This list could be far longer and likely you can add to it.

We’ve always had divided government, with impassioned politicians at times saying stupid stuff.* This isn’t about that. This is about the amazing reality that we got to the point where, for example, ripping babies from their mamas as a tool to discourage immigration is open for debate.

KEY POINT: Not one of the items on this list is a whine about Trump being crude, disrespectful, ignorant and an assault on decency. They aren’t even a complaint about his well over 10,000 lies since taking office. And every one of them has substantive impact on Americans – like you – and on our nation as a whole.

KEY OTHER POINT: It’s so very easy to pin all that on Trump, but he only has the power to do those things because of a supportive – or at least compliant – citizenry and, correspondingly, a meek and cowardly Republican Congress.

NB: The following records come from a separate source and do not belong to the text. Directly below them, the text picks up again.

use log::{debug, info};
use rand::rngs::StdRng;
use rand::{Rng, SeedableRng};
use rayon::prelude::*;

use crate::config::SanitizeConfig;
use crate::consistency::{reconcile, ConsistencyReport};
use crate::error::SanitizeError;
use crate::filters::{cap_box_count, remove_invalid_boxes, remove_small_boxes, suppress_same_class_overlaps};
use crate::types::{Counters, Dataset, ImageAnnotation};

/// Result of one sanitization run over a split.
#[derive(Debug, Clone)]
pub struct SanitizeReport {
    pub dataset: Dataset,
    pub counters: Counters,
    pub consistency: ConsistencyReport,
    /// Base seed actually used; replaying with it reproduces the run.
    pub seed: u64,
}

/// Derive the sampling seed of one image from the run seed and its id.
///
/// Independent of processing order, so parallel runs stay reproducible.
pub fn image_seed(seed: u64, image_id: &str) -> u64 {
    const FNV_OFFSET: u64 = 0xcbf2_9ce4_8422_2325;
    const FNV_PRIME: u64 = 0x0000_0100_0000_01b3;
    let hash = image_id
        .bytes()
        .fold(FNV_OFFSET, |h, byte| (h ^ byte as u64).wrapping_mul(FNV_PRIME));
    seed ^ hash
}

/// Run every per-image stage on one annotation, in order.
pub fn sanitize_image(annotation: &mut ImageAnnotation, config: &SanitizeConfig, seed: u64) -> Counters {
    let mut counters = Counters::new();
    let mut rng = StdRng::seed_from_u64(image_seed(seed, &annotation.image_id));

    remove_invalid_boxes(annotation, &mut counters);
    let boxes = std::mem::take(&mut annotation.boxes);
    let boxes = cap_box_count(boxes, config.max_box_count, &mut rng, &mut counters);
    let boxes = remove_small_boxes(
        boxes,
        annotation.width,
        annotation.height,
        config.min_area_ratio,
        &mut counters,
    );
    annotation.boxes = suppress_same_class_overlaps(boxes, config.max_iou, &mut counters);

    if !counters.is_zero() {
        debug!(
            "{}: removed {} boxes, {} remaining",
            annotation.image_id,
            counters.boxes_removed(),
            annotation.boxes.len()
        );
    }
    counters
}

/// Sanitize every image of a split in parallel, then reconcile images and labels.
pub fn sanitize_dataset(mut dataset: Dataset, config: &SanitizeConfig) -> Result<SanitizeReport, SanitizeError> {
    config.validate()?;

    let seed = config
        .random_seed
        .unwrap_or_else(|| rand::thread_rng().gen());
    info!(
        "Sanitizing {} label files and {} images (seed {})",
        dataset.annotations.len(),
        dataset.image_ids.len(),
        seed
    );

    let boxes_before = dataset.total_boxes();
    let mut counters = dataset
        .annotations
        .par_iter_mut()
        .map(|(_, annotation)| sanitize_image(annotation, config, seed))
        .reduce(Counters::new, Counters::merge);
    info!(
        "Filtering kept {} of {} boxes",
        dataset.total_boxes(),
        boxes_before
    );

    // Runs only after every per-image task has joined.
    let consistency = reconcile(&mut dataset, config.drop_empty_images, &mut counters);

    Ok(SanitizeReport {
        dataset,
        counters,
        consistency,
        seed,
    })
}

KEY QUESTION: In order to get out of this craziness we have to be able to both define it and identify what brought us here. What’s your notion? Post it in the Comments block and we’ll help one another learn.

FUN FACT: Roughly 63 million people voted for Trump (or they voted against Hillary) in 2016. On that same day, over 90 million voting age Americans stayed home.

FUN FACT QUESTION: Can you think of something you can do so there isn’t a repeat of that in 2020? I knew you could.

Late Addition

I’ve warned repeatedly (here and here, for example) that we are at risk of Donald Trump pulling a “wag the dog” scam to ensure he gets reelected. Now it appears that he’s doing it.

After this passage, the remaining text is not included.